Clinical Implications

It is essential to monitor potassium levels regularly in patients taking these medications, especially those with kidney disease or other risk factors for hyperkalemia 1. If hyperkalemia develops, the medication may need to be adjusted or discontinued under medical supervision to prevent life-threatening complications. The treatment of hyperkalemia often involves a combination of calcium carbonate, hyperosmolar sodium, insulin, and beta adrenoceptor agonists, as well as potassium-lowering agents such as loop diuretics and potassium binders 1.

From the FDA Drug Label

Spironolactone can cause hyperkalemia. This risk is increased by impaired renal function or concomitant potassium supplementation, potassium-containing salt substitutes or drugs that increase potassium, such as angiotensin converting enzyme inhibitors and angiotensin receptor blockers [ see Drug Interactions (7. 1)]. The trimethoprim component of sulfamethoxazole and trimethoprim may cause hyperkalemia when administered to patients with underlying disorders of potassium metabolism, with renal insufficiency or when given concomitantly with drugs known to induce hyperkalemia, such as angiotensin converting enzyme inhibitors.

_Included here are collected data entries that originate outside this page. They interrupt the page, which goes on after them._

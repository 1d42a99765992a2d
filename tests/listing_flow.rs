use async_trait::async_trait;
use cinescout::app::{fetch_actor_detail, render_movie_detail};
use cinescout::error::TmdbError;
use cinescout::listing::{self, ListingState, Mode, Phase};
use cinescout::models::{Actor, KnownFor, Movie};
use cinescout::tmdb::MetadataApi;
use std::collections::{HashMap, HashSet};

#[derive(Default)]
struct FakeMetadata {
    trending: HashMap<u32, Vec<Movie>>,
    movie_search: HashMap<u32, Vec<Movie>>,
    people_search: HashMap<u32, Vec<Actor>>,
    movies: HashMap<i32, Movie>,
    people: HashMap<i32, Actor>,
    credits: HashMap<i32, Vec<Movie>>,
    failing_trending_pages: HashSet<u32>,
}

#[async_trait]
impl MetadataApi for FakeMetadata {
    async fn trending_movies(&self, page: u32) -> Result<Vec<Movie>, TmdbError> {
        if self.failing_trending_pages.contains(&page) {
            return Err(TmdbError::Status {
                code: 500,
                body: "internal error".to_string(),
            });
        }
        Ok(self.trending.get(&page).cloned().unwrap_or_default())
    }

    async fn search_movies(&self, _query: &str, page: u32) -> Result<Vec<Movie>, TmdbError> {
        Ok(self.movie_search.get(&page).cloned().unwrap_or_default())
    }

    async fn search_people(&self, _query: &str, page: u32) -> Result<Vec<Actor>, TmdbError> {
        Ok(self.people_search.get(&page).cloned().unwrap_or_default())
    }

    async fn movie_details(&self, id: i32) -> Result<Movie, TmdbError> {
        self.movies.get(&id).cloned().ok_or(TmdbError::NotFound {
            what: format!("movie {id}"),
        })
    }

    async fn person_details(&self, id: i32) -> Result<Actor, TmdbError> {
        self.people.get(&id).cloned().ok_or(TmdbError::NotFound {
            what: format!("person {id}"),
        })
    }

    async fn person_movie_credits(&self, id: i32) -> Result<Vec<Movie>, TmdbError> {
        Ok(self.credits.get(&id).cloned().unwrap_or_default())
    }
}

fn movie(id: i32, title: &str) -> Movie {
    Movie {
        id,
        title: title.to_string(),
        overview: format!("Overview of {title}"),
        poster_path: Some(format!("/poster-{id}.jpg")),
        release_date: Some("2024-05-01".to_string()),
        vote_average: 7.2,
        genres: None,
        credits: None,
    }
}

fn posterless(id: i32, title: &str) -> Movie {
    Movie {
        poster_path: Some(String::new()),
        ..movie(id, title)
    }
}

fn movie_page(ids: std::ops::RangeInclusive<i32>) -> Vec<Movie> {
    ids.map(|id| movie(id, &format!("Movie {id}"))).collect()
}

fn ids<T: listing::Entity>(state: &ListingState<T>) -> Vec<i32> {
    state.items().iter().map(|e| e.id()).collect()
}

#[tokio::test]
async fn bulk_mount_merges_two_pages_and_advances_cursor() {
    let mut api = FakeMetadata::default();
    api.trending.insert(1, movie_page(1..=20));
    api.trending.insert(2, movie_page(21..=40));

    let mut state = ListingState::new();
    listing::mount(&mut state, |page| api.trending_movies(page)).await;

    assert_eq!(state.items().len(), 40);
    assert_eq!(state.page(), 3);
    assert_eq!(state.phase(), Phase::Loaded);
    assert!(state.has_more());
    assert!(state.error().is_none());
}

#[tokio::test]
async fn no_duplicate_ids_across_pages_first_seen_wins() {
    let mut api = FakeMetadata::default();
    api.trending.insert(1, vec![movie(1, "First"), movie(2, "Second")]);
    api.trending
        .insert(2, vec![movie(1, "First (again)"), movie(3, "Third")]);

    let mut state = ListingState::new();
    listing::mount(&mut state, |page| api.trending_movies(page)).await;

    assert_eq!(ids(&state), vec![1, 2, 3]);
    assert_eq!(state.items()[0].title, "First");
}

#[tokio::test]
async fn duplicate_in_later_fetch_leaves_length_unchanged() {
    let mut api = FakeMetadata::default();
    api.trending.insert(1, movie_page(1..=20));
    api.trending.insert(2, movie_page(21..=40));
    api.trending.insert(3, vec![movie(7, "Movie 7 duplicate")]);

    let mut state = ListingState::new();
    listing::mount(&mut state, |page| api.trending_movies(page)).await;
    assert_eq!(state.items().len(), 40);

    listing::load_next(&mut state, |page| api.trending_movies(page)).await;
    assert_eq!(state.items().len(), 40);
    assert_eq!(state.items()[6].title, "Movie 7");
    assert_eq!(state.page(), 4);
}

#[tokio::test]
async fn posterless_results_are_filtered_without_error() {
    let mut api = FakeMetadata::default();
    api.movie_search.insert(
        1,
        (1..=5)
            .map(|id| posterless(id, &format!("Batman {id}")))
            .collect(),
    );

    let mut state = ListingState::new();
    state.set_query(Some("batman".to_string()));
    listing::load_next(&mut state, |page| api.search_movies("batman", page)).await;

    assert!(state.items().is_empty());
    assert_eq!(state.phase(), Phase::Loaded);
    assert!(state.error().is_none());
    // The raw page was non-empty, so paging continues.
    assert!(state.has_more());
}

#[tokio::test]
async fn fetch_failure_sets_error_and_keeps_accumulated() {
    let mut api = FakeMetadata::default();
    api.trending.insert(1, movie_page(1..=20));
    api.trending.insert(2, movie_page(21..=40));
    api.failing_trending_pages.insert(3);

    let mut state = ListingState::new();
    listing::mount(&mut state, |page| api.trending_movies(page)).await;
    assert_eq!(state.items().len(), 40);

    listing::load_next(&mut state, |page| api.trending_movies(page)).await;

    assert_eq!(state.phase(), Phase::Error);
    assert!(state.error().unwrap().contains("500"));
    assert_eq!(state.items().len(), 40);
    assert_eq!(state.page(), 3);
}

#[tokio::test]
async fn mount_surfaces_a_first_page_failure() {
    let mut api = FakeMetadata::default();
    api.failing_trending_pages.insert(1);
    api.trending.insert(2, movie_page(21..=40));

    let mut state = ListingState::new();
    listing::mount(&mut state, |page| api.trending_movies(page)).await;

    // Page 2's successful result must not paper over the page-1 failure.
    assert_eq!(state.phase(), Phase::Error);
    assert!(state.error().unwrap().contains("500"));
    assert!(state.items().is_empty());
    assert_eq!(state.page(), 1);

    // Once the backend recovers, the failed page is retried, not skipped.
    api.failing_trending_pages.clear();
    api.trending.insert(1, movie_page(1..=20));
    listing::load_next(&mut state, |page| api.trending_movies(page)).await;
    assert_eq!(state.items().len(), 20);
    assert_eq!(ids(&state), (1..=20).collect::<Vec<_>>());
    assert_eq!(state.page(), 2);
    assert!(state.error().is_none());
}

#[tokio::test]
async fn mount_second_page_failure_keeps_cursor_for_retry() {
    let mut api = FakeMetadata::default();
    api.trending.insert(1, movie_page(1..=20));
    api.trending.insert(2, movie_page(21..=40));
    api.failing_trending_pages.insert(2);

    let mut state = ListingState::new();
    listing::mount(&mut state, |page| api.trending_movies(page)).await;

    assert_eq!(state.phase(), Phase::Error);
    assert_eq!(state.items().len(), 20);
    assert_eq!(state.page(), 2);

    api.failing_trending_pages.clear();
    listing::load_next(&mut state, |page| api.trending_movies(page)).await;
    assert_eq!(state.items().len(), 40);
    assert_eq!(state.page(), 3);
}

#[tokio::test]
async fn empty_page_exhausts_the_listing() {
    let mut api = FakeMetadata::default();
    api.trending.insert(1, movie_page(1..=20));
    // Page 2 is past the end: the fake returns an empty page.

    let mut state = ListingState::new();
    listing::mount(&mut state, |page| api.trending_movies(page)).await;

    assert_eq!(state.items().len(), 20);
    assert!(!state.has_more());
    assert!(!state.should_fetch(0));
    assert!(state.begin().is_none());

    // Further load-more triggers are no-ops.
    listing::load_next(&mut state, |page| api.trending_movies(page)).await;
    assert_eq!(state.page(), 3);
}

#[tokio::test]
async fn clearing_the_query_restores_the_initial_browse_accumulation() {
    let mut api = FakeMetadata::default();
    api.trending.insert(1, movie_page(1..=20));
    api.trending.insert(2, movie_page(21..=40));
    api.movie_search.insert(1, vec![movie(500, "Batman Begins")]);

    let mut state = ListingState::new();
    listing::mount(&mut state, |page| api.trending_movies(page)).await;
    let browse_ids = ids(&state);

    state.set_query(Some("batman".to_string()));
    assert_eq!(state.mode(), &Mode::Search("batman".to_string()));
    listing::load_next(&mut state, |page| api.search_movies("batman", page)).await;
    assert_eq!(ids(&state), vec![500]);
    assert_eq!(state.page(), 2);

    state.set_query(None);
    assert_eq!(state.mode(), &Mode::Browse);
    assert!(state.items().is_empty());
    listing::mount(&mut state, |page| api.trending_movies(page)).await;

    assert_eq!(ids(&state), browse_ids);
    assert_eq!(state.page(), 3);
}

#[tokio::test]
async fn stale_completion_after_reset_is_discarded() {
    let mut state: ListingState<Movie> = ListingState::new();

    let ticket = state.begin().expect("fresh state accepts a fetch");
    // The user submits a query while the page-1 fetch is still in flight.
    state.set_query(Some("batman".to_string()));

    state.complete(ticket, Ok(vec![movie(1, "Stale trending result")]));

    assert!(state.items().is_empty());
    assert_eq!(state.phase(), Phase::Idle);
    assert_eq!(state.page(), 1);

    // The reset listing still accepts fresh fetches.
    let fresh = state.begin().expect("reset state accepts a fetch");
    state.complete(fresh, Ok(vec![movie(500, "Batman Begins")]));
    assert_eq!(ids(&state), vec![500]);
}

#[tokio::test]
async fn loading_phase_blocks_reentrant_triggers() {
    let mut state: ListingState<Movie> = ListingState::new();
    assert!(state.should_fetch(99));
    assert!(!state.should_fetch(100));
    assert!(!state.should_fetch(250));

    let ticket = state.begin().expect("idle state accepts a fetch");
    assert!(!state.should_fetch(0));
    assert!(state.begin().is_none());

    state.complete(ticket, Ok(vec![movie(1, "Movie 1")]));
    assert!(state.should_fetch(0));
}

#[tokio::test]
async fn actor_listing_filters_missing_profiles() {
    let actor = |id: i32, profile: Option<&str>| Actor {
        id,
        name: format!("Actor {id}"),
        profile_path: profile.map(str::to_string),
        biography: None,
        birthday: None,
        place_of_birth: None,
        known_for: vec![KnownFor {
            title: Some("Some Movie".to_string()),
            name: None,
        }],
    };

    let mut api = FakeMetadata::default();
    api.people_search.insert(
        1,
        vec![
            actor(1, Some("/a.jpg")),
            actor(2, None),
            actor(3, Some("/c.jpg")),
        ],
    );
    api.people_search.insert(2, vec![actor(4, Some("/d.jpg"))]);

    let mut state = ListingState::new();
    listing::mount(&mut state, |page| api.search_people("a", page)).await;

    assert_eq!(ids(&state), vec![1, 3, 4]);
    assert_eq!(state.page(), 3);
}

#[tokio::test]
async fn movie_detail_renders_cast_and_missing_movie_is_not_found() {
    let mut api = FakeMetadata::default();
    let mut detailed = movie(42, "The Answer");
    detailed.genres = Some(vec![cinescout::models::Genre {
        id: 18,
        name: "Drama".to_string(),
    }]);
    detailed.credits = Some(cinescout::models::Credits {
        cast: vec![cinescout::models::CastMember {
            id: 1,
            name: "Lead Actor".to_string(),
            character: Some("The Lead".to_string()),
            profile_path: None,
        }],
    });
    api.movies.insert(42, detailed);

    let rendered = render_movie_detail(&api.movie_details(42).await.unwrap());
    assert!(rendered.contains("The Answer"));
    assert!(rendered.contains("Drama"));
    assert!(rendered.contains("Lead Actor"));
    assert!(rendered.contains("https://image.tmdb.org/t/p/w500/poster-42.jpg"));

    let err = api.movie_details(7).await.unwrap_err();
    assert!(matches!(err, TmdbError::NotFound { .. }));
    assert_eq!(err.to_string(), "movie 7 not found");
}

#[tokio::test]
async fn actor_detail_filters_posterless_credits() {
    let mut api = FakeMetadata::default();
    api.people.insert(
        9,
        Actor {
            id: 9,
            name: "Famous Person".to_string(),
            profile_path: Some("/p.jpg".to_string()),
            biography: Some("A life in film.".to_string()),
            birthday: Some("1970-01-01".to_string()),
            place_of_birth: Some("Springfield".to_string()),
            known_for: Vec::new(),
        },
    );
    api.credits
        .insert(9, vec![movie(1, "With Poster"), posterless(2, "No Poster")]);

    let rendered = fetch_actor_detail(&api, 9).await.unwrap();
    assert!(rendered.contains("Famous Person"));
    assert!(rendered.contains("https://image.tmdb.org/t/p/w300/p.jpg"));
    assert!(rendered.contains("A life in film."));
    assert!(rendered.contains("With Poster"));
    assert!(!rendered.contains("No Poster"));
}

The following drugs can cause hyperkalemia:

  • Spironolactone
  • Trimethoprim-sulfamethoxazole
  • Angiotensin converting enzyme inhibitors
  • Angiotensin receptor blockers These drugs may increase the risk of hyperkalemia, especially in patients with impaired renal function or those taking concomitant potassium supplementation 2 3.

From the Research

Drugs that Cause Hyperkalemia

The following drugs can cause hyperkalemia:

  • Potassium supplements
  • Potassium-sparing diuretics
  • Renin-angiotensin-aldosterone-system (RAAS) inhibitors
  • Angiotensin-converting enzyme inhibitors
  • Angiotensin-II receptor blockers
  • Direct renin inhibitors
  • Nonsteroidal anti-inflammatory drugs
  • Calcineurin inhibitors
  • Heparin and derivatives
  • Aldosterone antagonists
  • Trimethoprim
  • Pentamidine
  • Potassium-containing agents
  • Sulfamethoxazole-trimethoprim (Co-trimoxazole)
  • Beta-blockers
  • Calcium channel blockers
  • Suxamethonium
  • Mannitol
  • Amino acids

Mechanisms of Hyperkalemia

Drugs can cause hyperkalemia by:

  • Promoting transcellular potassium shift
  • Impairing renal potassium excretion
  • Increasing potassium supply
  • Inhibiting the renin-angiotensin-aldosterone system

Risk Factors for Hyperkalemia

The following are risk factors for hyperkalemia:

  • Decreased renal function (eGFR <50 ml/min) 4
  • Use of multiple potassium-influencing drugs concurrently 4, 5
  • Advanced age 4
  • Diabetes mellitus 4
  • Congestive heart failure 4
  • Use of heparin, digoxin, non-steroidal anti-inflammatory drugs, beta-blockers, calcineurin antagonists, and trimethoprim 4

Specific Drug Combinations that Increase the Risk of Hyperkalemia

The following drug combinations can increase the risk of hyperkalemia:

  • Potassium-sparing diuretics and RAAS inhibitors 4, 5
  • Sulfamethoxazole-trimethoprim (Co-trimoxazole) and potassium-sparing drugs 5
  • Potassium supplements and potassium-sparing diuretics or RAAS inhibitors 4

Professional Medical Disclaimer

This information is intended for healthcare professionals. Any medical decision-making should rely on clinical judgment and independently verified information. The content provided herein does not replace professional discretion and should be considered supplementary to established clinical guidelines. Healthcare providers should verify all information against primary literature and current practice standards before application in patient care. Dr.Oracle assumes no liability for clinical decisions based on this content.